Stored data
● ● ● ● ● ● ●

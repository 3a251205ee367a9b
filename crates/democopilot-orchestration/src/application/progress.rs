//! Progress snapshots derived from a session.

use democopilot_core::clock::Clock;
use democopilot_core::progress::{ProgressSnapshot, StepSummary};
use democopilot_core::state::SessionState;

use crate::domain::session::DemoSession;

/// Builds read-only snapshots. Never mutates the session.
#[derive(Debug, Clone, Copy, Default)]
pub struct ProgressReporter;

impl ProgressReporter {
    /// Completion percentage in `[0, 100]`.
    ///
    /// Counts steps through the highest one completed, so a backward jump
    /// never lowers it. A completed session is always at 100.
    #[must_use]
    #[allow(clippy::cast_precision_loss)]
    pub fn percent_complete(session: &DemoSession, total_steps: usize) -> f64 {
        if session.state() == SessionState::Completed {
            return 100.0;
        }
        if total_steps == 0 {
            return 0.0;
        }
        session.completed_through().map_or(0.0, |index| {
            ((index + 1) as f64 / total_steps as f64 * 100.0).min(100.0)
        })
    }

    /// Snapshot of `session` as of `clock`.
    #[must_use]
    #[allow(clippy::cast_precision_loss)]
    pub fn snapshot(
        session: &DemoSession,
        total_steps: usize,
        last_step: Option<&StepSummary>,
        clock: &dyn Clock,
    ) -> ProgressSnapshot {
        ProgressSnapshot {
            session_id: session.id,
            state: session.state(),
            step_number: session.step_cursor().map(|index| index + 1),
            step_name: session.current_step().map(str::to_owned),
            total_steps,
            percent_complete: Self::percent_complete(session, total_steps),
            elapsed_active_seconds: session.elapsed_active(clock).num_milliseconds() as f64
                / 1000.0,
            questions_answered: session.questions_answered(),
            pauses_taken: session.pauses_taken(),
            customer_name: session.customer().name.clone(),
            last_step: last_step.cloned(),
            last_error: session.last_error().map(str::to_owned),
        }
    }
}
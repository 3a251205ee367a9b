//! Clock abstraction for determinism.

use chrono::{DateTime, TimeDelta, Utc};

/// Abstraction over wall-clock time so session accounting can be tested
/// deterministically.
pub trait Clock: Send + Sync {
    /// Returns the current time.
    fn now(&self) -> DateTime<Utc>;

    /// Time elapsed since `earlier`, clamped at zero if the clock moved
    /// backwards.
    fn since(&self, earlier: DateTime<Utc>) -> TimeDelta {
        (self.now() - earlier).max(TimeDelta::zero())
    }
}

/// Production clock that delegates to the system clock.
#[derive(Debug, Clone, Copy, Default)]
pub struct SystemClock;

impl Clock for SystemClock {
    fn now(&self) -> DateTime<Utc> {
        Utc::now()
    }
}
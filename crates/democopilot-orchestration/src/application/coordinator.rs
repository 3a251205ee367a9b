//! Registry of live sessions.

use std::collections::HashMap;
use std::sync::Arc;

use democopilot_core::clock::Clock;
use democopilot_core::error::DomainError;
use democopilot_core::observer::SessionObserver;
use democopilot_core::progress::ProgressSnapshot;
use democopilot_core::provider::CollaboratorProvider;
use democopilot_core::speech::SpeechSynthesizer;
use democopilot_core::state::SessionState;
use tokio::sync::RwLock;
use tokio::task::JoinHandle;
use tracing::{error, info};
use uuid::Uuid;

use super::narration_cache::{CachedSpeech, NarrationCache};
use super::session_machine::{SessionCollaborators, SessionOutcome, SessionStateMachine};
use crate::config::EngineConfig;
use crate::domain::script::DemoScript;
use crate::domain::session::{CustomerInfo, DemoSession};

/// Parameters for a new session.
#[derive(Debug, Clone)]
pub struct NewSession {
    /// Script to run.
    pub script: DemoScript,
    /// Who the walkthrough is for.
    pub customer: CustomerInfo,
    /// Voice used for narration and answers.
    pub voice_id: String,
}

/// Creates, tracks and tears down sessions. Sessions share nothing mutable
/// except the narration cache.
pub struct SessionCoordinator {
    sessions: RwLock<HashMap<Uuid, Arc<SessionStateMachine>>>,
    provider: Arc<dyn CollaboratorProvider>,
    narration_cache: Arc<NarrationCache>,
    clock: Arc<dyn Clock>,
    config: EngineConfig,
    observers: Vec<Arc<dyn SessionObserver>>,
}

impl SessionCoordinator {
    /// Creates an empty coordinator.
    #[must_use]
    pub fn new(
        provider: Arc<dyn CollaboratorProvider>,
        clock: Arc<dyn Clock>,
        config: EngineConfig,
    ) -> Self {
        Self {
            sessions: RwLock::new(HashMap::new()),
            provider,
            narration_cache: Arc::new(NarrationCache::new()),
            clock,
            config,
            observers: Vec::new(),
        }
    }

    /// Registers an observer attached to every session created afterwards.
    #[must_use]
    pub fn with_observer(mut self, observer: Arc<dyn SessionObserver>) -> Self {
        self.observers.push(observer);
        self
    }

    /// The cache shared by every session's speech.
    #[must_use]
    pub fn narration_cache(&self) -> &Arc<NarrationCache> {
        &self.narration_cache
    }

    /// Engine parameters applied to new sessions.
    #[must_use]
    pub fn config(&self) -> &EngineConfig {
        &self.config
    }

    /// Creates an idle session.
    pub async fn create(&self, request: NewSession) -> Arc<SessionStateMachine> {
        let id = Uuid::new_v4();
        let speech: Arc<dyn SpeechSynthesizer> = Arc::new(CachedSpeech::new(
            self.provider.speech(&request.voice_id),
            Arc::clone(&self.narration_cache),
        ));
        let collaborators = SessionCollaborators {
            browser: self.provider.browser(id),
            speech,
            model: self.provider.language_model(),
        };
        let session = DemoSession::new(id, request.customer, self.clock.as_ref());
        let steps = request.script.steps.len();
        let script_name = request.script.name.clone();

        let mut machine = SessionStateMachine::new(
            session,
            request.script,
            collaborators,
            Arc::clone(&self.clock),
            self.config.clone(),
        );
        for observer in &self.observers {
            machine = machine.with_observer(Arc::clone(observer));
        }
        let machine = Arc::new(machine);

        self.sessions.write().await.insert(id, Arc::clone(&machine));
        info!(session_id = %id, script = %script_name, steps, "session created");
        machine
    }

    /// Looks up a session.
    ///
    /// # Errors
    ///
    /// Returns `DomainError::SessionNotFound` for an unknown id.
    pub async fn get(&self, id: Uuid) -> Result<Arc<SessionStateMachine>, DomainError> {
        self.sessions
            .read()
            .await
            .get(&id)
            .cloned()
            .ok_or(DomainError::SessionNotFound(id))
    }

    /// Snapshots of every session.
    pub async fn list(&self) -> Vec<ProgressSnapshot> {
        let machines: Vec<Arc<SessionStateMachine>> =
            self.sessions.read().await.values().cloned().collect();
        machines.iter().map(|machine| machine.snapshot()).collect()
    }

    /// Spawns the driver for an idle session and returns its handle.
    ///
    /// # Errors
    ///
    /// Returns `DomainError::SessionNotFound` for an unknown id and
    /// `DomainError::InvalidTransition` if the session is not idle.
    pub async fn start(
        &self,
        id: Uuid,
    ) -> Result<JoinHandle<Result<SessionOutcome, DomainError>>, DomainError> {
        let machine = self.get(id).await?;
        let state = machine.state();
        if state != SessionState::Idle {
            return Err(DomainError::InvalidTransition {
                operation: "start",
                state,
            });
        }
        Ok(tokio::spawn(async move {
            let result = machine.start().await;
            if let Err(e) = &result {
                error!(session_id = %id, error = %e, "session driver ended with error");
            }
            result
        }))
    }

    /// Stops a session, forgets it and returns its final snapshot.
    ///
    /// # Errors
    ///
    /// Returns `DomainError::SessionNotFound` for an unknown id.
    pub async fn remove(&self, id: Uuid) -> Result<ProgressSnapshot, DomainError> {
        let machine = self
            .sessions
            .write()
            .await
            .remove(&id)
            .ok_or(DomainError::SessionNotFound(id))?;
        machine.stop().await;
        info!(session_id = %id, "session removed");
        Ok(machine.snapshot())
    }

    /// Stops every session. Used on process shutdown.
    pub async fn shutdown(&self) {
        let machines: Vec<Arc<SessionStateMachine>> =
            self.sessions.write().await.drain().map(|(_, m)| m).collect();
        for machine in machines {
            machine.stop().await;
        }
    }
}
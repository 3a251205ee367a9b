//! Control commands accepted by a running session.

use serde::{Deserialize, Serialize};

/// An out-of-band instruction from the presenter.
#[derive(Debug, Clone, PartialEq, Eq, Serialize, Deserialize)]
#[serde(tag = "action", rename_all = "snake_case")]
pub enum ControlCommand {
    /// Freeze at the next action boundary.
    Pause,
    /// Continue after a pause.
    Resume,
    /// Continue from the named step once the current one finishes.
    Skip {
        /// Target step name.
        section: String,
    },
    /// End the session and release its collaborators.
    Stop,
}

impl ControlCommand {
    /// Command name for logs.
    #[must_use]
    pub fn name(&self) -> &'static str {
        match self {
            Self::Pause => "pause",
            Self::Resume => "resume",
            Self::Skip { .. } => "skip",
            Self::Stop => "stop",
        }
    }
}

● ● ● ● ● ● ●

*Work to be completed*
How many lines in the entries above hold the word "write"? Reply with the number by itself.

*Exercise response*
3